*What the task asks*
Figure out how many lines of the listing include the string "FileEntry"; the reply is only that number.

>>>>>

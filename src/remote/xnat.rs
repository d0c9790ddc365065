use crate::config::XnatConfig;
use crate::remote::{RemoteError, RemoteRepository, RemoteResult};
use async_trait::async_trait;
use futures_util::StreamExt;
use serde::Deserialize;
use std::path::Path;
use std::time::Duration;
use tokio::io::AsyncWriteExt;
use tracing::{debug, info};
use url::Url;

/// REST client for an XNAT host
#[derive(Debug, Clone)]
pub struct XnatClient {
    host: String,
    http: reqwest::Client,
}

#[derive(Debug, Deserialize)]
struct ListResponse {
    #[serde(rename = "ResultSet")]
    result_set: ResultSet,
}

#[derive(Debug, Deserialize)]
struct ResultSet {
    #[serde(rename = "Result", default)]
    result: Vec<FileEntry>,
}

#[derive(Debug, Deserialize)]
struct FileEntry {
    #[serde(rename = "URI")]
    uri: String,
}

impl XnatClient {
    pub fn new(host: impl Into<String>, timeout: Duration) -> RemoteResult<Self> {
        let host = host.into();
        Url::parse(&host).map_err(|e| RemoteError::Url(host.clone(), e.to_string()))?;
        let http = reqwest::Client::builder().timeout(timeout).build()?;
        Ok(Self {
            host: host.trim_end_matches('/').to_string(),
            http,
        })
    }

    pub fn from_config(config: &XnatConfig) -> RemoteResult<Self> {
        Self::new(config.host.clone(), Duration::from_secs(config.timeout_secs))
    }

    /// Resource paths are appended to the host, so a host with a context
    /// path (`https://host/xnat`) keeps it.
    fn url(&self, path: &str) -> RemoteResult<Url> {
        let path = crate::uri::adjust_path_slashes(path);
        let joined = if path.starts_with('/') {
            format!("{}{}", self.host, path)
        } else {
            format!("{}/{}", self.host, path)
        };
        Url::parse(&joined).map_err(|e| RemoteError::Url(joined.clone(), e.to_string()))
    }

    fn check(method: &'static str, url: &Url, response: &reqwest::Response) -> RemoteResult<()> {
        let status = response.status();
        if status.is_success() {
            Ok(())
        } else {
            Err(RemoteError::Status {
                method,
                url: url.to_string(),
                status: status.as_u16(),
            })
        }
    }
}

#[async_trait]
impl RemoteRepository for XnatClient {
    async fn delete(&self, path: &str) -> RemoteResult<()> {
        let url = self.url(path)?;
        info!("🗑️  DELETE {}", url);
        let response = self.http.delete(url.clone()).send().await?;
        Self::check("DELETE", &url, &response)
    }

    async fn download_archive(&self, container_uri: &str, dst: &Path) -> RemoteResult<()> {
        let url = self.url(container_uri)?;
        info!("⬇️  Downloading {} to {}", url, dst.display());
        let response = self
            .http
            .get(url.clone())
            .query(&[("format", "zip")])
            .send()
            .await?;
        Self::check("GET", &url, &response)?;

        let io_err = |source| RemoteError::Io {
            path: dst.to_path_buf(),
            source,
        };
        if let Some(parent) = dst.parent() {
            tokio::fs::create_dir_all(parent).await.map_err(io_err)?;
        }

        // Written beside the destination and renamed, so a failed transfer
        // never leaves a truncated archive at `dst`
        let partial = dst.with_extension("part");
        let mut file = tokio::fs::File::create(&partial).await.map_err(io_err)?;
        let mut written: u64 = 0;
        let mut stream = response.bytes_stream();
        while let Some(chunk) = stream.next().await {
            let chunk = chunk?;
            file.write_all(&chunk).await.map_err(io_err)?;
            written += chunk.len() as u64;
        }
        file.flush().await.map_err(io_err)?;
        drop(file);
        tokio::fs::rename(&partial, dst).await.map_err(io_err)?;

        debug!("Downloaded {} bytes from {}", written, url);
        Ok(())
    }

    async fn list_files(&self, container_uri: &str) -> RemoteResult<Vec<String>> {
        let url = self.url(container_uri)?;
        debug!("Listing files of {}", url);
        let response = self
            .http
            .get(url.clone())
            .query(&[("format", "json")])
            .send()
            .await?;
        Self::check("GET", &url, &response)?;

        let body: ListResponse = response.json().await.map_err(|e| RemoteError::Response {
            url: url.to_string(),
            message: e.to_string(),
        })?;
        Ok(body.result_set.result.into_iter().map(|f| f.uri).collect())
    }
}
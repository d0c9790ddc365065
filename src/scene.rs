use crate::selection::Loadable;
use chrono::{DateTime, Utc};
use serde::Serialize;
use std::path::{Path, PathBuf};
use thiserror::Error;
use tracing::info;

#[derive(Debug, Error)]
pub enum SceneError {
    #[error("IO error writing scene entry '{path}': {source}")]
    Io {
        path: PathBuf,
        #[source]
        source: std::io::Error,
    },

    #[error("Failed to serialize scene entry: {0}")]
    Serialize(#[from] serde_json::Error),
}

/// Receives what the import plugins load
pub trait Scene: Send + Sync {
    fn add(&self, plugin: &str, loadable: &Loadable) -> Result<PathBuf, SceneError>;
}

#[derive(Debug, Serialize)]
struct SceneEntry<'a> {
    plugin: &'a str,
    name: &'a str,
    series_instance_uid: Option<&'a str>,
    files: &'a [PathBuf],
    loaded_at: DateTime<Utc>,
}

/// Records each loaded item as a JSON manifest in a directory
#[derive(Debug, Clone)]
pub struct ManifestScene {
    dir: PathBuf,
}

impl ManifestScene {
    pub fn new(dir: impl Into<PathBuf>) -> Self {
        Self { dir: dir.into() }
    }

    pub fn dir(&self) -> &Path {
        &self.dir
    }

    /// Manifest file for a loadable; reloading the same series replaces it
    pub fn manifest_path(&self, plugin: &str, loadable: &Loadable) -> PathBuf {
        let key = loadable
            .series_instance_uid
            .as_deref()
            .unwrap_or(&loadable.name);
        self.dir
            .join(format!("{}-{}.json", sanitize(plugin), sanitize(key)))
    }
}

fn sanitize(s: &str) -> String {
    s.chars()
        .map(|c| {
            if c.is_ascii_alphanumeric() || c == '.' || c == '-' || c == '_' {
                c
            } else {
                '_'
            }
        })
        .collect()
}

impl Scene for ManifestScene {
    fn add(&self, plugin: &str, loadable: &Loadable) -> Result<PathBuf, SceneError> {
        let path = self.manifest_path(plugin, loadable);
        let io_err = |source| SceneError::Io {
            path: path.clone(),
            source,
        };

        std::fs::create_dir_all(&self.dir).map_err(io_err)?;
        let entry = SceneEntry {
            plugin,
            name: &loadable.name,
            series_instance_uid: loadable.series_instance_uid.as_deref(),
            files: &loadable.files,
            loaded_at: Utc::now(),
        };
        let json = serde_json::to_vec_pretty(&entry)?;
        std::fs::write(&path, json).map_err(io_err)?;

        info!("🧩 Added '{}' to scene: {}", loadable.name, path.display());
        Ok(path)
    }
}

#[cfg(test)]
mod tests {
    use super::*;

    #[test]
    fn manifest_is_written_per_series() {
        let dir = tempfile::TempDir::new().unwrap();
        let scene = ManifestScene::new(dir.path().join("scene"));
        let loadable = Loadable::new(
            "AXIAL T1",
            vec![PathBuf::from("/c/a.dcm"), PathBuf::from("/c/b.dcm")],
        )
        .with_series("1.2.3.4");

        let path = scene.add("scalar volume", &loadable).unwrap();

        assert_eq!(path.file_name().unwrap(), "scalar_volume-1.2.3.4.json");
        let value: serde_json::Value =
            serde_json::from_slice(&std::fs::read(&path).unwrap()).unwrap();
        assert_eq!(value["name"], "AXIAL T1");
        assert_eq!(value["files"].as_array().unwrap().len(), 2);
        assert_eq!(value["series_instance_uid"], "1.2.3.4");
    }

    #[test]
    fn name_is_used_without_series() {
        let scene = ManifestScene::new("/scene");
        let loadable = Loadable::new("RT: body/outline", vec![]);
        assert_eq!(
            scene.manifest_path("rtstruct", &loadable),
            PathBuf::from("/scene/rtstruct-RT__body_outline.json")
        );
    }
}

<<<<<
>>>>>

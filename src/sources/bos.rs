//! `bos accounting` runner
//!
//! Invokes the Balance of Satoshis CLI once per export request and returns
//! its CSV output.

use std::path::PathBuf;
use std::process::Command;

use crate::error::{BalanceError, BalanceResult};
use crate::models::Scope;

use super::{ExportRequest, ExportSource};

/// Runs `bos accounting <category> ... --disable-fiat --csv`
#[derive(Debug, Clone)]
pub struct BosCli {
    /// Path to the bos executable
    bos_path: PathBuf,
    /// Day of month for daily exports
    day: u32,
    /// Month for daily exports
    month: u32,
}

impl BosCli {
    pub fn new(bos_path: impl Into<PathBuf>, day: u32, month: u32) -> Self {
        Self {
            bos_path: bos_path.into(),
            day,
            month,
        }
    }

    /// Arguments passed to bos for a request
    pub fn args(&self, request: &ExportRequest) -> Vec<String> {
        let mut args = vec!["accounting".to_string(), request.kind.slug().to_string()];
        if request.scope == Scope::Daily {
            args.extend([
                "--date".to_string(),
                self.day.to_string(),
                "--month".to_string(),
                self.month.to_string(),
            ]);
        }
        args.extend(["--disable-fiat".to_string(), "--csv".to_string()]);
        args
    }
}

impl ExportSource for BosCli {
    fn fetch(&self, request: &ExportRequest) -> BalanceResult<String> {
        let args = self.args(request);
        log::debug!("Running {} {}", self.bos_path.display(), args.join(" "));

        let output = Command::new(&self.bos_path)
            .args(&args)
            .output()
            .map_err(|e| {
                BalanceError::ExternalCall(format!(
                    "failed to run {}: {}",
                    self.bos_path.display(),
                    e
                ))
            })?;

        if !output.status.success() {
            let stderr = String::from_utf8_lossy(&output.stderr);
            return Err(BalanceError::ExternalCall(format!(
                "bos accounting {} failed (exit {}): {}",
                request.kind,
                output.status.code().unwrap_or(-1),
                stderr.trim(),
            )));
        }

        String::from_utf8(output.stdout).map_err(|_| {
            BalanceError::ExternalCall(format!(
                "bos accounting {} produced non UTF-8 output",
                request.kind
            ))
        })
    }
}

<<<<<

*Answer below*
2